Consumer medicine information (CMI) leaflet

Please read this leaflet carefully before you start using Xylocaine Jelly.

What is in this leaflet

This leaflet answers some of the common questions people ask about Xylocaine Jelly. It does not contain all the information that is known about Xylocaine Jelly.

It does not take the place of talking to your doctor or pharmacist.

All medicines have risks and benefits. Your doctor will have weighed the risks of you using Xylocaine Jelly against the benefits they expect it will have for you.

If you have any concerns about using this medicine, ask your doctor or pharmacist.

Keep this leaflet with the medicine. You may need to read it again.

What Xylocaine Jelly is for

Xylocaine Jelly is used to prevent pain and discomfort during medical tests and procedures. Your doctor will explain fully the tests which will be carried out and the reason for them.

Xylocaine Jelly belongs to a group of medicines called local anaesthetics. It works by making the nerves unable to pass messages to the brain. The jelly also acts as a lubricant.

Your doctor will have explained why you are being treated with Xylocaine Jelly and told you what dose you will be given.

Follow all directions given to you by your doctor carefully.

They may differ from the information contained in this leaflet.

Your doctor may prescribe this medicine for another use. Ask your doctor if you want more information.

Xylocaine Jelly is not addictive.

Before you use it

When you must not use it

Do not use Xylocaine Jelly if you are pregnant or breastfeeding unless your doctor says to do so. Ask your doctor about the risks and benefits involved.

There is no evidence available at the moment to show that being given Xylocaine Jelly under your doctor's instructions is harmful to unborn babies.

Your baby can take in very small amounts of Xylocaine Jelly from breast milk if you are breastfeeding, but it is unlikely that the amount available to the baby will do any harm.

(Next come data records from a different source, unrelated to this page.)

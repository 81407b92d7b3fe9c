//! Cache I/O errors.

use std::path::PathBuf;

use thiserror::Error;


/// Errors raised while reading or writing the durable cache file.
#[derive(Debug, Error)]
pub enum CacheError {
    /// The cache file exists but could not be read.
    #[error("failed to read cache file '{}': {source}", path.display())]
    Read {
        /// Cache file path.
        path: PathBuf,
        /// Underlying I/O error.
        #[source]
        source: std::io::Error,
    },

    /// The cache file does not contain valid JSON.
    #[error("cache file '{}' is not valid JSON: {source}", path.display())]
    Parse {
        /// Cache file path.
        path: PathBuf,
        /// Underlying parse error.
        #[source]
        source: serde_json::Error,
    },

    /// The cache file holds JSON that is not an object.
    #[error("cache file '{}' does not hold a JSON object", path.display())]
    NotAnObject {
        /// Cache file path.
        path: PathBuf,
    },

    /// The in-memory mapping could not be serialized.
    #[error("failed to serialize cache: {0}")]
    Serialize(#[source] serde_json::Error),

    /// Writing the cache file failed.
    #[error("failed to write cache file '{}': {source}", path.display())]
    Write {
        /// Cache file path.
        path: PathBuf,
        /// Underlying I/O error.
        #[source]
        source: std::io::Error,
    },

    /// The store has no backing file to save to.
    #[error("cache store has no backing file")]
    Detached,
}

Do not use after the use by (expiry) date printed on the pack. It may have no effect at all, or worse, an entirely unexpected effect if you take it after the expiry date.

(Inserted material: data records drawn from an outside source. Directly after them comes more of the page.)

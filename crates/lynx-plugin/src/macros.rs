//! Convenience macros for extension development.

/// Exports a registration function as the shared-library entry point.
///
/// The function must have the signature
/// `fn(&mut ExtensionContext) -> anyhow::Result<()>`. Build the extension
/// crate as a `cdylib`, rename the library to `<name>.wsp` and drop it in
/// the discovery directory.
///
/// # Example
/// ```rust,ignore
/// use lynx_plugin::prelude::*;
///
/// fn register(ctx: &mut ExtensionContext) -> anyhow::Result<()> {
///     ctx.hooks().before_request(|req| {
///         req.set_header("X-Hello", "world");
///         Ok(())
///     });
///     Ok(())
/// }
///
/// lynx_plugin::export_extension!(register);
/// ```
#[macro_export]
macro_rules! export_extension {
    ($register:path) => {
        #[doc(hidden)]
        #[unsafe(no_mangle)]
        pub extern "Rust" fn lynx_extension_register(
            ctx: &mut $crate::api::context::ExtensionContext,
        ) -> $crate::anyhow::Result<()> {
            $register(ctx)
        }
    };
}
pub mod ast;
pub mod calculator;
pub mod cli;
pub mod evaluator;
pub mod lexer;
pub mod output;
pub mod parser;
pub mod value;

pub use ast::{ArgList, BinOp, Expr, Literal, LiteralKind, Restriction, Token, TokenKind, UnaryOp};
pub use calculator::{CalcError, Calculator};
pub use evaluator::{Backend, EvalError, EvalResult};
pub use lexer::{LexError, Lexer, tokenize};
pub use output::{dump, to_json, to_json_pretty};
pub use parser::{ParseError, Parser, parse, treeify};
pub use value::Value;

Do not use Xylocaine Jelly if the packaging is torn or shows signs of tampering.

Do not use it to treat any other complaints unless your doctor tells you to.

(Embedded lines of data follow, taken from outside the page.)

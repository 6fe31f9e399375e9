use std::cell::Cell;

use crate::{
    ast::{ArgList, BinOp, Expr, Literal, LiteralKind, Restriction, Token, TokenKind},
    lexer::{LexError, Lexer},
};

/// Errors that can occur while turning source text into a tree.
#[derive(Debug, Clone, PartialEq, Eq)]
pub enum ParseError {
    /// The source could not be tokenized
    Lex(LexError),

    /// No expression could be formed at this token, or it was left over
    /// after a complete expression
    UnexpectedToken { token: Token },

    /// The token sequence was empty
    UnexpectedEnd,

    /// Nesting went past [`MAX_DEPTH`] levels
    TooDeep { position: usize },
}

/// Deepest nesting of parentheses, calls, assignment values and right-hand
/// operands the parser descends into.
pub const MAX_DEPTH: usize = 256;

impl std::fmt::Display for ParseError {
    fn fmt(&self, f: &mut std::fmt::Formatter<'_>) -> std::fmt::Result {
        match self {
            ParseError::Lex(e) => write!(f, "{}", e),
            ParseError::UnexpectedToken { token } => write!(
                f,
                "failed to treeify tokens around token '{}' ({}, position {})",
                token.text, token.kind, token.position
            ),
            ParseError::UnexpectedEnd => write!(f, "unexpected end of input"),
            ParseError::TooDeep { position } => write!(
                f,
                "expression nested deeper than {} levels around position {}",
                MAX_DEPTH, position
            ),
        }
    }
}

impl std::error::Error for ParseError {
    fn source(&self) -> Option<&(dyn std::error::Error + 'static)> {
        match self {
            ParseError::Lex(e) => Some(e),
            _ => None,
        }
    }
}

impl From<LexError> for ParseError {
    fn from(e: LexError) -> Self {
        ParseError::Lex(e)
    }
}

/// A node together with the index of the first token it did not consume.
type Parsed<T> = Option<(T, usize)>;

/// Backtracking recursive-descent parser.
///
/// Every grammar alternative is a function from a token index to an optional
/// node and the index after it. A failed alternative returns `None` and drops
/// whatever it had built, so the next alternative starts from a clean slate.
/// Each operand is parsed once per site, so parse time grows linearly with
/// nesting.
pub struct Parser {
    tokens: Vec<Token>,
    /// Source position where the depth limit cut a descent short
    too_deep: Cell<Option<usize>>,
}

impl Parser {
    pub fn new(lexer: Lexer) -> Result<Self, ParseError> {
        Ok(Parser::from_tokens(lexer.tokenize()?))
    }

    pub fn from_tokens(tokens: Vec<Token>) -> Self {
        Parser {
            tokens,
            too_deep: Cell::new(None),
        }
    }

    pub fn tokens(&self) -> &[Token] {
        &self.tokens
    }

    /// Parses exactly one top-level expression; assignment is allowed here
    /// and nowhere else.
    pub fn parse(&self) -> Result<Expr, ParseError> {
        self.too_deep.set(None);
        let parsed = self.parse_expr(0, 0, true, true);
        if let Some(position) = self.too_deep.get() {
            return Err(ParseError::TooDeep { position });
        }

        match parsed {
            Some((expr, end)) => match self.tokens.get(end) {
                None => Ok(expr),
                Some(token) => Err(ParseError::UnexpectedToken {
                    token: token.clone(),
                }),
            },
            None => match self.tokens.first() {
                Some(token) => Err(ParseError::UnexpectedToken {
                    token: token.clone(),
                }),
                None => Err(ParseError::UnexpectedEnd),
            },
        }
    }

    fn kind_at(&self, pos: usize) -> Option<TokenKind> {
        self.tokens.get(pos).map(|t| t.kind)
    }

    fn check(&self, pos: usize, kind: TokenKind) -> bool {
        self.kind_at(pos) == Some(kind)
    }

    /// General expression site.
    ///
    /// The operand is parsed once. If a binary operator follows, it becomes
    /// the left side of a binary operation; otherwise, at the top level,
    /// assignment is tried before settling for the operand.
    fn parse_expr(
        &self,
        pos: usize,
        depth: usize,
        allow_binary: bool,
        allow_assign: bool,
    ) -> Parsed<Expr> {
        if depth > MAX_DEPTH {
            if self.too_deep.get().is_none() {
                let position = self
                    .tokens
                    .get(pos)
                    .or(self.tokens.last())
                    .map_or(0, |t| t.position);
                self.too_deep.set(Some(position));
            }
            return None;
        }

        let operand = self.parse_operand(pos, depth);
        let tail = match (allow_binary, &operand) {
            (true, Some((_, next))) => self.parse_binary_tail(*next, depth),
            _ => None,
        };
        if let Some((op, right, end)) = tail {
            let (left, _) = operand?;
            return Some((Expr::binary(op, left, right), end));
        }
        if allow_assign {
            if let Some(parsed) = self.parse_assignment(pos, depth) {
                return Some(parsed);
            }
        }
        operand
    }

    /// Everything that can stand on the left of a binary operator.
    fn parse_operand(&self, pos: usize, depth: usize) -> Parsed<Expr> {
        self.parse_call(pos, depth)
            .or_else(|| self.parse_parenthesized(pos, depth))
            .or_else(|| self.parse_variable(pos))
            .or_else(|| self.parse_restricted(pos))
            .or_else(|| self.parse_literal(pos, Restriction::None))
    }

    /// op expr, following a left operand that ended at `pos`
    ///
    /// The right side may itself be a binary operation, so `a X b Y c`
    /// always nests as `a X (b Y c)`.
    fn parse_binary_tail(&self, pos: usize, depth: usize) -> Option<(BinOp, Expr, usize)> {
        let op = self.kind_at(pos).and_then(BinOp::from_token)?;
        let (right, end) = self.parse_expr(pos + 1, depth + 1, true, false)?;
        Some((op, right, end))
    }

    /// symbol '=' expr
    fn parse_assignment(&self, pos: usize, depth: usize) -> Parsed<Expr> {
        let (name, next) = self.parse_name(pos)?;
        if !self.check(next, TokenKind::Equal) {
            return None;
        }
        let (value, end) = self.parse_expr(next + 1, depth + 1, true, false)?;
        Some((Expr::assign(name, value), end))
    }

    /// '(' expr ')'
    fn parse_parenthesized(&self, pos: usize, depth: usize) -> Parsed<Expr> {
        if !self.check(pos, TokenKind::LParen) {
            return None;
        }
        let (inner, next) = self.parse_expr(pos + 1, depth + 1, true, false)?;
        if !self.check(next, TokenKind::RParen) {
            return None;
        }
        Some((inner, next + 1))
    }

    /// symbol '(' [arglist] ')'
    fn parse_call(&self, pos: usize, depth: usize) -> Parsed<Expr> {
        let (name, next) = self.parse_name(pos)?;
        if !self.check(next, TokenKind::LParen) {
            return None;
        }
        let (args, after_args) = self
            .parse_arg_list(next + 1, depth)
            .unwrap_or_else(|| (ArgList::default(), next + 1));
        if !self.check(after_args, TokenKind::RParen) {
            return None;
        }
        Some((Expr::Call { name, args }, after_args + 1))
    }

    /// expr (',' expr)*
    ///
    /// A comma that is not followed by an expression ends the list; the comma
    /// itself stays consumed.
    fn parse_arg_list(&self, pos: usize, depth: usize) -> Parsed<ArgList> {
        let mut args = Vec::new();
        let mut cursor = pos;

        while let Some((arg, next)) = self.parse_expr(cursor, depth + 1, true, false) {
            args.push(arg);
            cursor = next;
            if !self.check(cursor, TokenKind::Comma) {
                break;
            }
            cursor += 1;
        }

        if args.is_empty() {
            return None;
        }
        Some((ArgList::new(args), cursor))
    }

    fn parse_variable(&self, pos: usize) -> Parsed<Expr> {
        let (name, next) = self.parse_name(pos)?;
        Some((Expr::Variable(name), next))
    }

    /// ('0x' | '0b') [literal]
    ///
    /// A bare hex marker stands for an empty hex value; a bare binary marker
    /// does not match.
    fn parse_restricted(&self, pos: usize) -> Parsed<Expr> {
        let restriction = self.kind_at(pos).and_then(Restriction::from_token)?;
        if let Some(parsed) = self.parse_literal(pos + 1, restriction) {
            return Some(parsed);
        }
        match restriction {
            Restriction::Hex => Some((
                Expr::Literal(Literal::new(LiteralKind::Number, "", Restriction::Hex)),
                pos + 1,
            )),
            _ => None,
        }
    }

    fn parse_literal(&self, pos: usize, restriction: Restriction) -> Parsed<Expr> {
        let token = self.tokens.get(pos)?;
        let kind = LiteralKind::from_token(token.kind)?;
        Some((
            Expr::Literal(Literal::new(kind, &token.text, restriction)),
            pos + 1,
        ))
    }

    fn parse_name(&self, pos: usize) -> Parsed<String> {
        let token = self.tokens.get(pos)?;
        if token.kind != TokenKind::Symbol {
            return None;
        }
        Some((token.text.clone(), pos + 1))
    }
}

/// Builds a tree from an already tokenized source.
pub fn treeify(tokens: Vec<Token>) -> Result<Expr, ParseError> {
    Parser::from_tokens(tokens).parse()
}

/// Tokenizes and parses `source` in one call.
pub fn parse(source: &str) -> Result<Expr, ParseError> {
    Parser::new(Lexer::new(source))?.parse()
}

Do not give this medicine to anyone else.

Before you start to use it

You must tell your doctor if:

  1. you have any allergies to
  • ingredients listed at the end of this leaflet
  • other local anaesthetics
  • any other substances.
If you have an allergic reaction, you may get a skin rash, hayfever, asthma or feel faint.
  1. you have any of these medical conditions
  • epilepsy
  • heart problems
  • liver problems
  • kidney problems
  • open wounds or infection where the jelly will be used.
It may not be safe for you to use Xylocaine Jelly if you have any of these conditions.

Taking other medicines

Tell your doctor if you are taking any other medicines, including medicines that you buy at the chemist, supermarket or health food shop. These medicines may affect the way Xylocaine Jelly works.

Your doctor or pharmacist can tell you what to do if you are taking any of these medicines.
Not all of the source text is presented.